À vrai dire, il faudrait consacrer un paragraphe à chacune de ces interprétations… Sophie Cadieux, en Anne Warwick, femme-enfant hypocrite à la voix aiguë, étonne de maîtrise et de justesse, alors que Céline Bonnier lui offre une sœur enragée, dure, trop sûre d’elle-même au bord du gouffre qui l’attend. Monique Spaziani campe avec nuances une reine Marguerite déçue, désorientée et pleine de rancune, tandis que l’Elisabeth de Kathleen Fortin paraît toute d’un bloc, terrienne, explosive, dans la défense de son statut de souveraine en péril comme dans son amour pour ses enfants. Quant à Sylvie Léonard, elle compose une centenaire crédible, inflexible devant la fille qu’elle renie, cette Anne Dexter dans la peau de laquelle Marie-Pier Labrecque livre une prestation d’une grande intensité dramatique.

La représentation d’une heure trente se passe entièrement avec en arrière-fond la tempête qui fait rage, magnifiquement reproduite grâce à l’intégration de la vidéo – neige tombant sans s’arrêter, s’accumulant au gré des rafales de vent – au décor en paliers, percé d’ouvertures et d’escaliers que l’on monte et descend. Des hauteurs enneigées jusqu’au sous-sol où brûle un feu inquiétant, chaque personnage s’y aventurant revenant anéanti par une découverte funèbre. Il va sans dire qu’aucune de ces « reines », sauf Anne Warwick, qui accède au trône, ne sort indemne de cette nuit dite « d’Élévation » où tout s’effondre… La perte de leurs coiffes hautes, superbement symboliques, les ramène au plancher, où elles finissent autour de la nouvelle souveraine, comme mortes : image finale rappelant la conclusion de la plupart des tragédies shakespeariennes…

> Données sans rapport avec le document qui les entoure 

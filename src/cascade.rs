// Copyright (c) 2025 - Cowboy AI, Inc.
//! Cascading Rename
//!
//! Changing an entity's parent or discriminants changes its id, and with it
//! the id of every row whose id embeds the old one.
//!
//! # Algorithm
//!
//! ```text
//! 1. compute new id of the root; no-op if unchanged, duplicate if taken
//! 2. breadth-first over child edges (and key edges) from the root, then
//!    recompute each reached row's id once its parent and keys are remapped
//! 3. reject on duplicate target ids, or when remapped rows plus pointer
//!    rows exceed the limit
//! 4. rewrite identity columns top-down
//! 5. rewrite every pointer column holding a remapped id
//! 6. fail with OrphanedPointer if any pointer still holds a pre-rename id
//! ```
//!
//! Everything runs inside the caller's write transaction; any error rolls
//! the whole cascade back.

use chrono::{DateTime, Utc};
use serde::{Deserialize, Serialize};
use std::collections::{HashMap, HashSet, VecDeque};
use tracing::debug;

use crate::domain::{Entity, EntityId, EntityType};
use crate::errors::{TopologyError, TopologyResult};
use crate::schema::EntityGraph;
use crate::store::StoreTx;

/// One recomputed row id
#[derive(Debug, Clone, PartialEq, Eq, Serialize, Deserialize)]
pub struct IdRemap {
    pub entity_type: EntityType,
    pub old_id: EntityId,
    pub new_id: EntityId,
}

/// One rewritten pointer value
#[derive(Debug, Clone, PartialEq, Eq, Serialize, Deserialize)]
pub struct PointerRewrite {
    /// Type of the row holding the pointer
    pub entity_type: EntityType,
    /// Current id of the row holding the pointer
    pub id: EntityId,
    pub field: String,
    pub old_value: EntityId,
    pub new_value: EntityId,
}

/// Result of a rename
#[derive(Debug, Clone, PartialEq, Eq, Serialize, Deserialize)]
pub struct RenameOutcome {
    pub entity_type: EntityType,
    pub old_id: EntityId,
    pub new_id: EntityId,
    /// Every recomputed id, root first, parents before children
    pub remapped: Vec<IdRemap>,
    pub pointer_updates: Vec<PointerRewrite>,
}

impl RenameOutcome {
    fn unchanged(entity: &Entity) -> Self {
        Self {
            entity_type: entity.entity_type,
            old_id: entity.id.clone(),
            new_id: entity.id.clone(),
            remapped: Vec::new(),
            pointer_updates: Vec::new(),
        }
    }

    /// True when the requested identity equals the current one
    pub fn is_noop(&self) -> bool {
        self.old_id == self.new_id
    }

    /// New id of a row touched by the cascade
    pub fn remapped_id(&self, old_id: &EntityId) -> Option<&EntityId> {
        self.remapped
            .iter()
            .find(|r| &r.old_id == old_id)
            .map(|r| &r.new_id)
    }
}

/// Row scheduled for an identity rewrite
struct Planned {
    entity: Entity,
    parent_id: Option<EntityId>,
    discriminants: Vec<String>,
    new_id: EntityId,
}

/// Executes renames against an open write transaction
pub struct CascadeRenamer<'g> {
    graph: &'g EntityGraph,
    max_rows: usize,
}

impl<'g> CascadeRenamer<'g> {
    pub fn new(graph: &'g EntityGraph, max_rows: usize) -> Self {
        Self { graph, max_rows }
    }

    /// Rename `entity` to the identity given by `parent_id` and `discriminants`
    ///
    /// # Errors
    /// - `InvalidSegment`/`MalformedId` for a bad target identity
    /// - `DuplicateIdentifier` if any recomputed id is already taken
    /// - `CascadeLimitExceeded` if more than `max_rows` rows would change
    /// - `OrphanedPointer` if a pointer still holds a pre-rename id
    pub fn rename(
        &self,
        tx: &StoreTx<'_>,
        entity: &Entity,
        parent_id: Option<EntityId>,
        discriminants: Vec<String>,
        now: DateTime<Utc>,
    ) -> TopologyResult<RenameOutcome> {
        let new_id = self
            .graph
            .compose_id(entity.entity_type, parent_id.as_ref(), &discriminants)?;

        if new_id == entity.id {
            return Ok(RenameOutcome::unchanged(entity));
        }
        if tx.exists(&new_id)? {
            return Err(TopologyError::DuplicateIdentifier(new_id));
        }

        let plan = self.plan(
            tx,
            Planned {
                entity: entity.clone(),
                parent_id,
                discriminants,
                new_id: new_id.clone(),
            },
        )?;

        for planned in &plan {
            if tx.exists(&planned.new_id)? {
                return Err(TopologyError::DuplicateIdentifier(planned.new_id.clone()));
            }
        }

        // pointer rows are touched too and count against the same bound
        let mut touched = plan.len();
        for planned in &plan {
            for edge in self.graph.pointer_edges(planned.entity.entity_type) {
                touched += tx.count_where(*edge, &planned.entity.id)?;
            }
        }
        if touched > self.max_rows {
            return Err(TopologyError::CascadeLimitExceeded {
                root: entity.id.clone(),
                limit: self.max_rows,
            });
        }

        let mut remapped = Vec::with_capacity(plan.len());
        for planned in plan {
            let old_id = planned.entity.id.clone();
            let updated = Entity {
                id: planned.new_id.clone(),
                parent_id: planned.parent_id,
                discriminants: planned.discriminants,
                updated_at: now,
                ..planned.entity
            };
            tx.update_identity(&old_id, &updated)?;

            remapped.push(IdRemap {
                entity_type: updated.entity_type,
                old_id,
                new_id: updated.id,
            });
        }

        let pointer_updates = self.rewrite_pointers(tx, &remapped, &now)?;
        self.check_orphans(tx, &remapped)?;

        debug!(
            old_id = %entity.id,
            new_id = %new_id,
            rows = remapped.len(),
            pointers = pointer_updates.len(),
            "Cascade applied"
        );

        Ok(RenameOutcome {
            entity_type: entity.entity_type,
            old_id: entity.id.clone(),
            new_id,
            remapped,
            pointer_updates,
        })
    }

    /// Rows whose id embeds the root's id, each with its new identity
    ///
    /// The closure is collected first; ids are recomputed afterwards, a row
    /// only once every closure row its parent or keys point at is resolved.
    fn plan(&self, tx: &StoreTx<'_>, root: Planned) -> TopologyResult<Vec<Planned>> {
        let root_id = root.entity.id.clone();
        let rows = self.closure(tx, &root.entity)?;

        let in_closure: HashSet<EntityId> = rows.iter().map(|row| row.id.clone()).collect();
        let mut new_ids: HashMap<EntityId, EntityId> = HashMap::new();
        new_ids.insert(root_id.clone(), root.new_id.clone());

        let mut plan = Vec::with_capacity(rows.len() + 1);
        plan.push(root);

        let mut pending: VecDeque<Entity> = rows.into();
        let mut stalled = 0;
        while let Some(row) = pending.pop_front() {
            let waiting = self
                .embedded_ids(&row)?
                .iter()
                .any(|id| in_closure.contains(id) && !new_ids.contains_key(id));

            if waiting {
                pending.push_back(row);
                stalled += 1;
                if stalled > pending.len() {
                    return Err(TopologyError::CycleDetected(format!(
                        "ids under {} depend on each other",
                        root_id
                    )));
                }
                continue;
            }

            stalled = 0;
            let planned = self.recompute(row, &new_ids)?;
            new_ids.insert(planned.entity.id.clone(), planned.new_id.clone());
            plan.push(planned);
        }

        Ok(plan)
    }

    /// Breadth-first walk over child and key edges, root excluded
    fn closure(&self, tx: &StoreTx<'_>, root: &Entity) -> TopologyResult<Vec<Entity>> {
        let mut visited: HashSet<EntityId> = HashSet::new();
        let mut queue = VecDeque::new();
        let mut rows: Vec<Entity> = Vec::new();

        visited.insert(root.id.clone());
        queue.push_back((root.entity_type, root.id.clone()));

        while let Some((entity_type, old_id)) = queue.pop_front() {
            let mut reached = Vec::new();
            for edge in self.graph.child_edges(entity_type) {
                reached.extend(tx.select_where(*edge, &old_id)?);
            }
            for edge in self.graph.key_edges(entity_type) {
                reached.extend(tx.select_where(*edge, &old_id)?);
            }

            for row in reached {
                if !visited.insert(row.id.clone()) {
                    continue;
                }
                if rows.len() + 1 >= self.max_rows {
                    return Err(TopologyError::CascadeLimitExceeded {
                        root: root.id.clone(),
                        limit: self.max_rows,
                    });
                }

                queue.push_back((row.entity_type, row.id.clone()));
                rows.push(row);
            }
        }

        Ok(rows)
    }

    /// Ids embedded in a row's own id: its parent and its key discriminants
    fn embedded_ids(&self, row: &Entity) -> TopologyResult<Vec<EntityId>> {
        let schema = self.graph.schema(row.entity_type)?;
        let mut ids: Vec<EntityId> = row.parent_id.iter().cloned().collect();
        for (discriminant, value) in schema.discriminants.iter().zip(&row.discriminants) {
            if discriminant.references.is_some() {
                if let Ok(id) = EntityId::parse(value.as_str()) {
                    ids.push(id);
                }
            }
        }
        Ok(ids)
    }

    /// New identity of a row given the ids remapped so far
    fn recompute(&self, row: Entity, new_ids: &HashMap<EntityId, EntityId>) -> TopologyResult<Planned> {
        let schema = self.graph.schema(row.entity_type)?;

        let parent_id = row
            .parent_id
            .as_ref()
            .map(|parent| new_ids.get(parent).unwrap_or(parent).clone());

        let discriminants: Vec<String> = schema
            .discriminants
            .iter()
            .zip(&row.discriminants)
            .map(|(discriminant, value)| match discriminant.references {
                Some(_) => EntityId::parse(value.as_str())
                    .ok()
                    .and_then(|old| new_ids.get(&old))
                    .map(EntityId::to_string)
                    .unwrap_or_else(|| value.clone()),
                None => value.clone(),
            })
            .collect();

        let new_id = self
            .graph
            .compose_id(row.entity_type, parent_id.as_ref(), &discriminants)?;

        Ok(Planned {
            entity: row,
            parent_id,
            discriminants,
            new_id,
        })
    }

    fn rewrite_pointers(
        &self,
        tx: &StoreTx<'_>,
        remapped: &[IdRemap],
        now: &DateTime<Utc>,
    ) -> TopologyResult<Vec<PointerRewrite>> {
        let mut rewrites = Vec::new();

        for remap in remapped {
            for edge in self.graph.pointer_edges(remap.entity_type) {
                let rows = tx.rewrite_pointer(*edge, &remap.old_id, &remap.new_id, now)?;
                rewrites.extend(rows.into_iter().map(|id| PointerRewrite {
                    entity_type: edge.entity_type,
                    id,
                    field: edge.field.to_string(),
                    old_value: remap.old_id.clone(),
                    new_value: remap.new_id.clone(),
                }));
            }
        }

        Ok(rewrites)
    }

    fn check_orphans(&self, tx: &StoreTx<'_>, remapped: &[IdRemap]) -> TopologyResult<()> {
        for remap in remapped {
            for edge in self.graph.pointer_edges(remap.entity_type) {
                if let Some((_, value)) = tx.values_under(*edge, &remap.old_id)?.into_iter().next() {
                    return Err(TopologyError::OrphanedPointer {
                        entity_type: edge.entity_type,
                        field: edge.field.to_string(),
                        value,
                    });
                }
            }
        }
        Ok(())
    }
}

À voir pour le plaisir d’entendre un texte comme on en entend peu sur nos scènes – les reprises de classiques québécois sont si rares –, pour la scénographie trompeuse et fascinante, et pour ces actrices au faîte de leur art.

© Yves Renaud

Les reines

Texte : Normand Chaurette. Mise en scène : Denis Marleau. Assistance à la mise en scène : Carol-Anne Bourgon Sicard. Collaboration artistique et conception vidéo : Stéphanie Jasmin. Décor : Michel Goulet. Costumes : Ginette Noiseux. Éclairages : Marc Parent. Musique originale : Alexander MacSween. Intégration vidéo : Pierre Laniel. Maquillages : Florence Cornet. Accessoires : Karine Cusson. Avec Céline Bonnier, Sophie Cadieux, Kathleen Fortin, Marie-Pier Labrecque, Sylvie Léonard et Monique Spaziani. Une production du Théâtre du Nouveau Monde en collaboration avec UBU compagnie de création, présentée au Théâtre du Nouveau Monde jusqu’au 11 décembre 2021.